Ponting, 38, is a standout candidate to win the coveted interstate player of the season less than 48 hours ahead of playing a pivotal role in his home state Tasmania’s bid to win the Sheffield Shield in Hobart.
Tasmania has only won the Shield twice, since entering the interstate competition in 1977, in 2007 and again two years back.
Ponting heads contenders to win interstate cricket's top award for this season when it is announced and awarded in Hobart on Wednesday night.
He made a shock retirement from international cricket in late November just ahead of the Third Test against world champions South Africa in Perth.
The batting genius left the game’s highest level as Australia’s leading scorer with 13,378 runs at an average of 51.85 and returned to state ranks where he has plundered domestic bowling attacks for the rest of this summer.
As the national team screams out for new batting talent to emerge to offer frantically needed replenishment in the wake of Ponting’s departure, the Test great has climbed to the head of Australia’s domestic run-list.
Ponting has scored 875 runs from eight Shield matches ahead of the grand final on his home turf starting on Friday against reigning titleholders Queensland.
He scored three centuries, including an individual season-high unbeaten 200 against New South Wales at Hobart in early February, as well as four other tallies over 50.

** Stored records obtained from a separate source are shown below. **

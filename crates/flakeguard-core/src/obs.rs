//! Structured observability hooks for Flakeguard lifecycle events.
//!
//! Each function emits one event with a stable `event` field so log
//! pipelines can filter on it, e.g. `event = "exclusion.toggled"`.

use tracing::{info, warn};

use crate::domain::GuardrailViolation;

/// Span tagging everything logged during an operation with the repository
/// it concerns. Attach with `tracing::Instrument`.
pub fn repository_span(repository: &str) -> tracing::Span {
    tracing::info_span!("flakeguard.repository", repository = %repository)
}

/// Emit event: a result batch was accepted.
pub fn emit_ingest_received(repository: &str, runs: usize, registered: bool) {
    info!(
        event = "ingest.received",
        repository = %repository,
        runs = runs,
        registered = registered,
    );
}

/// Emit event: a classifier pass finished.
pub fn emit_classifier_finished(repository: &str, evaluated: usize, flaky: usize, duration_ms: u64) {
    info!(
        event = "classifier.finished",
        repository = %repository,
        evaluated = evaluated,
        flaky = flaky,
        duration_ms = duration_ms,
    );
}

/// Emit event: a user changed a test's exclusion.
pub fn emit_exclusion_toggled(test_id: &str, excluded: bool, manual_override: bool) {
    info!(
        event = "exclusion.toggled",
        test_id = %test_id,
        excluded = excluded,
        manual_override = manual_override,
    );
}

/// Emit event: a guardrail was breached. `enforced` is false when the
/// breach was only flagged.
pub fn emit_guardrail_violated(repository: &str, violation: &GuardrailViolation, enforced: bool) {
    warn!(
        event = "guardrail.violated",
        repository = %repository,
        violation = %violation,
        enforced = enforced,
    );
}

/// Emit event: a ticket was filed for a test.
pub fn emit_ticket_created(test_id: &str, key: &str) {
    info!(event = "ticket.created", test_id = %test_id, key = %key);
}

/// Emit event: an opportunistic ticket lookup failed and was ignored.
pub fn emit_ticket_lookup_failed(repository: &str, error: &dyn std::fmt::Display) {
    warn!(event = "ticket.lookup_failed", repository = %repository, error = %error);
}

Ponting should add the top domestic playing award to his wealth of achievements at international level including a euphoric 5-nil Ashes whitewash as Aussie captain in 2006-07, World Cup triumphs in 2003 and ’07 and 41 Test centuries in his glittering 168-game career.
The superstar batsman and decorated former Australian captain is likely to end his stunning playing days when Tasmania finish their home Shield final early next week, but as the nation’s top interstate player.
Votes for the top Shield player are cast on a 3-2-1 basis by each umpire at the end of matches.
Ponting should win the award ahead of a host of contenders on the back of highly consistent state seasons from Victoria and forgotten Test batting candidate Chris Rogers, new seam bowling star Chad Sayers from South Australia, fast emerging all-rounder James Faulkner or even another Tassie batting gun Alex Doolan.
Rogers, 35, finished second on the run-maker’s list with 742 and along with Ponting was the only other batsman to smack three tons in his 10 match season.
Sayers, 25, headed the wicket-taker’s tally with 48 in his first full season on the first-class scene with his probing right-arm swing and seam and he gathered his victims at an economic 18.52 with three five-wicket hauls.
Faulkner is an international star-in-waiting who turns 23 during Tassie’s quest to topple the Bulls in the five-day Shield decider.
The big left-arm seamer and attacking right-hand batsman grabbed 35 wickets at an average of only 20.94 as well as slamming 309 runs at 28 with two half-centuries.
Big Tasmanian seamer Luke Butterworth with 42 wickets at a tidy average of only 20 each should also poll well, but probably not enough to really press against Ponting’s highly likely win.